Bryan Keith Reynolds Jr. (born June 28, 2001) is an American professional soccer player who plays as a right-back for Belgian Pro League club Westerlo, on loan from Serie A club Roma.

Club career
After playing with the FC Dallas academy, Reynolds became the club's youngest ever Homegrown Player on November 23, 2016, when he signed a contract with the first-team. Although he played with the Dallas academy as a forward, Reynolds was used as a fullback with the Dallas first team.

Reynolds was on loan to North Texas SC in March 2019. Reynolds made his FC Dallas debut on May 19, 2019, against Los Angeles FC. He recorded his first career assist on May 25 against Vancouver Whitecaps FC. On August 27, 2019, Reynolds scored his first professional goal for North Texas SC in a match against Tormenta FC.

On September 23, 2020, Reynolds signed a four-year contract with FC Dallas.
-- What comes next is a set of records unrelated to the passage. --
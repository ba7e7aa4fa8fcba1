//! Bytecode interpreter
//!
//! Executes one [`FunctionUnit`] per native call of [`call_closure`]. Calls
//! between script functions recurse directly, passing the caller's argument
//! window by reference; host functions receive an owned argument vector.
//!
//! The dispatch loop propagates failures with `?`. An enclosing loop catches
//! them, consults the frame's try-region stack and either resumes at a
//! handler or lets the error leave the frame.

use std::sync::Arc;

use heron_vm_bytecode::decode::decode_at;
use heron_vm_bytecode::instruction::{INCDEC_DECREMENT, INCDEC_POSTFIX};
use heron_vm_bytecode::operand::jump_target;
use heron_vm_bytecode::{DecodedInstruction, FunctionUnit, NO_NAME, Opcode};
use tracing::trace;

use crate::context::Context;
use crate::convert::{self, Hint};
use crate::debug::DebugHooks;
use crate::error::{ThrownValue, VmError, VmResult};
use crate::frame::{Enumerator, Frame, TempSlot, ThrowSite, TrySave};
use crate::object::{Closure, JsObject, ObjectKind, PropertyAttributes, PropertyKey};
use crate::scope::ScopeKind;
use crate::value::Value;

/// Invoke a script function
pub(crate) fn call_closure(
    ctx: &mut Context,
    closure: &Closure,
    this: Value,
    args: &[Value],
) -> VmResult<Value> {
    ctx.enter_call()?;
    let result = invoke(ctx, closure, this, args);
    ctx.exit_call();
    result
}

fn invoke(ctx: &mut Context, closure: &Closure, this: Value, args: &[Value]) -> VmResult<Value> {
    let unit = closure.unit.clone();
    let mut frame = enter_frame(ctx, closure, this, args);
    let hooks = ctx.debug_hooks().cloned();

    trace!(function = unit.display_name(), depth = ctx.call_depth(), "Enter frame");
    if let Some(hooks) = &hooks {
        hooks.on_enter(&unit);
    }
    let result = run(ctx, &mut frame, hooks.as_deref());
    if let Some(hooks) = &hooks {
        hooks.on_exit(&unit, result.is_ok());
    }
    trace!(function = unit.display_name(), ok = result.is_ok(), "Exit frame");

    result.map_err(|err| leave_frame_error(ctx, &frame, err))
}
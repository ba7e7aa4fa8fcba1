//! De-duplicating side tables referenced from the instruction stream

use rustc_hash::FxHashMap;
use serde::{Deserialize, Serialize};

use crate::MAX_TABLE_ENTRIES;
use crate::error::{BytecodeError, Result};

fn next_index(len: usize, table: &'static str) -> Result<u16> {
    if len >= MAX_TABLE_ENTRIES {
        return Err(BytecodeError::TooManyConstants { table });
    }
    Ok(len as u16)
}

/// Interned strings: property names, variable names and string literals
#[derive(Debug, Default)]
pub struct StringTable {
    strings: Vec<String>,
    index: FxHashMap<String, u16>,
}

impl StringTable {
    /// Create an empty table
    pub fn new() -> Self {
        Self::default()
    }

    /// Index of `s`, adding it if not present
    pub fn add(&mut self, s: &str) -> Result<u16> {
        if let Some(&idx) = self.index.get(s) {
            return Ok(idx);
        }
        let idx = next_index(self.strings.len(), "string")?;
        self.strings.push(s.to_string());
        self.index.insert(s.to_string(), idx);
        Ok(idx)
    }

    /// Number of distinct strings
    #[inline]
    pub fn len(&self) -> usize {
        self.strings.len()
    }

    /// Whether the table is empty
    #[inline]
    pub fn is_empty(&self) -> bool {
        self.strings.is_empty()
    }

    /// Hand out the strings in index order
    pub fn into_vec(self) -> Vec<String> {
        self.strings
    }
}

/// Numeric literals that cannot be encoded inline.
///
/// Keys are the IEEE-754 bit patterns, so `0.0` and `-0.0` stay distinct and
/// every NaN literal shares one entry per bit pattern.
#[derive(Debug, Default)]
pub struct NumberTable {
    numbers: Vec<f64>,
    index: FxHashMap<u64, u16>,
}

impl NumberTable {
    /// Create an empty table
    pub fn new() -> Self {
        Self::default()
    }

    /// Index of `n`, adding it if not present
    pub fn add(&mut self, n: f64) -> Result<u16> {
        let bits = n.to_bits();
        if let Some(&idx) = self.index.get(&bits) {
            return Ok(idx);
        }
        let idx = next_index(self.numbers.len(), "number")?;
        self.numbers.push(n);
        self.index.insert(bits, idx);
        Ok(idx)
    }

    /// Number of distinct numbers
    #[inline]
    pub fn len(&self) -> usize {
        self.numbers.len()
    }

    /// Whether the table is empty
    #[inline]
    pub fn is_empty(&self) -> bool {
        self.numbers.is_empty()
    }

    /// Hand out the numbers in index order
    pub fn into_vec(self) -> Vec<f64> {
        self.numbers
    }
}

/// A regular expression literal template
#[derive(Debug, Clone, PartialEq, Eq, Serialize, Deserialize)]
pub struct RegExpLiteral {
    /// The regex pattern
    pub pattern: String,
    /// The regex flags (e.g., "gi")
    pub flags: String,
}

impl RegExpLiteral {
    /// Create a regexp literal
    pub fn new(pattern: impl Into<String>, flags: impl Into<String>) -> Self {
        Self {
            pattern: pattern.into(),
            flags: flags.into(),
        }
    }
}
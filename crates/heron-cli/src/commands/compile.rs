//! Compile command - write a script tree's compiled unit as JSON.

use anyhow::{Context as _, Result};
use clap::Args;
use std::io::Write;
use std::path::PathBuf;

use super::TreeInput;
use crate::config::Config;

#[derive(Args)]
pub struct CompileCommand {
    #[command(flatten)]
    pub input: TreeInput,

    /// Output file (stdout when omitted)
    #[arg(short, long)]
    pub output: Option<PathBuf>,

    /// Keep the tree's source text in the unit
    #[arg(long)]
    pub keep_source: bool,
}

impl CompileCommand {
    pub fn run(&self, config: &Config) -> Result<()> {
        let mut options = config.compiler.compile_options();
        options.keep_source |= self.keep_source;
        let unit = self.input.compile_with(options)?;
        if self.keep_source && unit.source.is_none() {
            tracing::warn!(tree = %self.input.tree.display(), "Tree carries no source text");
        }

        let json = serde_json::to_string_pretty(&*unit)?;
        match &self.output {
            Some(path) => std::fs::write(path, json)
                .with_context(|| format!("Failed to write {}", path.display()))?,
            None => {
                let mut stdout = std::io::stdout().lock();
                stdout.write_all(json.as_bytes())?;
                stdout.write_all(b"\n")?;
            }
        }
        Ok(())
    }
}
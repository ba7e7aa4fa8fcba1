//! Run command - execute a script tree or a compiled unit.

use anyhow::Result;
use clap::Args;
use heron_vm_core::{Context, ContextConfig, Value, VmError, convert};
use std::sync::Arc;
use std::sync::atomic::{AtomicU64, Ordering};
use std::time::Duration;

use super::{TreeInput, read_unit};
use crate::config::Config;

/// Threshold used when only a total instruction limit is configured
const DEFAULT_CHECK_INTERVAL: u64 = 10_000;

#[derive(Args)]
pub struct RunCommand {
    #[command(flatten)]
    pub input: TreeInput,

    /// The input is a compiled unit written by `heron compile`
    #[arg(long, conflicts_with = "resolve")]
    pub unit: bool,

    /// Bytecode bytes between budget checks
    #[arg(long)]
    pub instruction_threshold: Option<u64>,

    /// Abort after this many bytecode bytes
    #[arg(long)]
    pub max_instructions: Option<u64>,

    /// Maximum nesting of script calls
    #[arg(long)]
    pub max_call_depth: Option<usize>,

    /// Timeout in milliseconds (0 = no timeout)
    #[arg(long)]
    pub timeout: Option<u64>,
}

impl RunCommand {
    pub fn run(&self, config: &Config) -> Result<()> {
        let unit = if self.unit {
            read_unit(&self.input.tree)?
        } else {
            self.input.compile(config)?
        };

        let max_instructions = self.max_instructions.or(config.runtime.max_instructions);
        let mut ctx = Context::with_config(self.context_config(config, max_instructions));
        install_print(&ctx);
        if let Some(limit) = max_instructions {
            install_instruction_limit(&mut ctx, limit);
        }

        let timeout_ms = self.timeout.or(config.runtime.timeout_ms).unwrap_or(0);
        if timeout_ms > 0 {
            let flag = ctx.interrupt_flag();
            std::thread::spawn(move || {
                std::thread::sleep(Duration::from_millis(timeout_ms));
                flag.store(true, Ordering::Relaxed);
            });
        }

        let result = match ctx.execute_script(unit) {
            Err(VmError::Interrupted) if timeout_ms > 0 => {
                anyhow::bail!("Script timed out after {}ms", timeout_ms)
            }
            other => other?,
        };
        if !result.is_undefined() {
            println!("{}", convert::describe(&mut ctx, &result));
        }
        Ok(())
    }

    /// Flags override the config file, which overrides the defaults
    fn context_config(&self, config: &Config, max_instructions: Option<u64>) -> ContextConfig {
        let mut limits = config.runtime.context_config();
        if let Some(threshold) = self.instruction_threshold {
            limits.instruction_threshold = Some(threshold);
        }
        if let Some(depth) = self.max_call_depth {
            limits.max_call_depth = depth;
        }
        if max_instructions.is_some() && limits.instruction_threshold.is_none() {
            limits.instruction_threshold = Some(DEFAULT_CHECK_INTERVAL);
        }
        limits
    }
}

/// `print(...args)`: write the arguments to stdout, separated by spaces
fn install_print(ctx: &Context) {
    ctx.define_native("print", |ctx, _this, args| {
        let mut parts = Vec::with_capacity(args.len());
        for arg in &args {
            parts.push(convert::to_string(ctx, arg)?);
        }
        println!("{}", parts.join(" "));
        Ok(Value::Undefined)
    });
}

fn install_instruction_limit(ctx: &mut Context, limit: u64) {
    let executed = Arc::new(AtomicU64::new(0));
    ctx.set_instruction_observer(move |count| {
        let total = executed.fetch_add(count, Ordering::Relaxed) + count;
        if total > limit {
            return Err(VmError::host(format!(
                "instruction limit of {} exceeded",
                limit
            )));
        }
        tracing::debug!(total, "Instruction budget checkpoint");
        Ok(())
    });
}

#[cfg(test)]
mod tests {
    use super::*;
    use clap::Parser;

    #[derive(Parser)]
    struct Harness {
        #[command(flatten)]
        run: RunCommand,
    }

    #[test]
    fn test_flags_override_config() {
        let config: Config = toml::from_str(
            r#"
[runtime]
instruction_threshold = 500
max_call_depth = 50
"#,
        )
        .unwrap();

        let cmd = Harness::parse_from(["heron", "tree.json", "--max-call-depth", "10"]).run;
        let limits = cmd.context_config(&config, None);
        assert_eq!(limits.instruction_threshold, Some(500));
        assert_eq!(limits.max_call_depth, 10);
    }

    #[test]
    fn test_instruction_limit_implies_threshold() {
        let cmd = Harness::parse_from(["heron", "tree.json"]).run;
        let limits = cmd.context_config(&Config::default(), Some(1_000_000));
        assert_eq!(limits.instruction_threshold, Some(DEFAULT_CHECK_INTERVAL));
    }

    #[test]
    fn test_instruction_limit_aborts() {
        let mut ctx = Context::with_config(ContextConfig {
            instruction_threshold: Some(1),
            ..ContextConfig::default()
        });
        install_instruction_limit(&mut ctx, 100);

        let mut script = heron_vm_compiler::ast::Script::new(
            "loop.js",
            vec![heron_vm_compiler::ast::Stmt::while_loop(
                heron_vm_compiler::ast::Expr::Boolean(true),
                heron_vm_compiler::ast::Stmt::block(vec![]),
            )],
        );
        heron_vm_compiler::resolve_script(&mut script);
        let unit = heron_vm_compiler::Compiler::new().compile(&script).unwrap();
        let err = ctx.execute_script(unit).unwrap_err();
        assert!(err.to_string().contains("instruction limit of 100 exceeded"));
    }
}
In October 2020, he was ranked in Major League Soccer's "22 Under 22" rankings.

On February 1, 2021, Reynolds joined Serie A club Roma on an initial 6-month loan with an obligation to buy.

Having seen limited minutes, Reynolds was loaned to Kortrijk in Belgium for five months in January 2022.

On June 21, 2022, Reynolds moved on a season-long loan to another Belgian club, Westerlo.

International career
Reynolds was named to the United States under-17 team roster for the 2017 FIFA U-17 World Cup.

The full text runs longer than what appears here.